Stored items
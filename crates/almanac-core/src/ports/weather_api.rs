//! Upstream geocoding and weather service port.

use async_trait::async_trait;

use crate::domain::{CurrentConditions, GeocodedPlace};

/// Geocoding + current weather provider (OpenWeatherMap in production).
#[async_trait]
pub trait WeatherApi: Send + Sync {
    /// Resolve a place name to its best match, if any.
    async fn geocode(&self, city: &str) -> Result<Option<GeocodedPlace>, WeatherApiError>;

    /// Fetch the current conditions at the given coordinates.
    async fn current_weather(
        &self,
        latitude: f64,
        longitude: f64,
    ) -> Result<CurrentConditions, WeatherApiError>;
}

/// Upstream call failures.
#[derive(Debug, thiserror::Error)]
pub enum WeatherApiError {
    #[error("Request failed: {0}")]
    Request(String),

    #[error("Unexpected status code: {0}")]
    Status(u16),

    #[error("Malformed response: {0}")]
    Decode(String),
}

(WHAT THE EXERCISE ASKS)
Looking at the entries above, state the number of lines that contain "CurrentConditions" and add nothing more.

(OUTPUT OF THE TASK)
2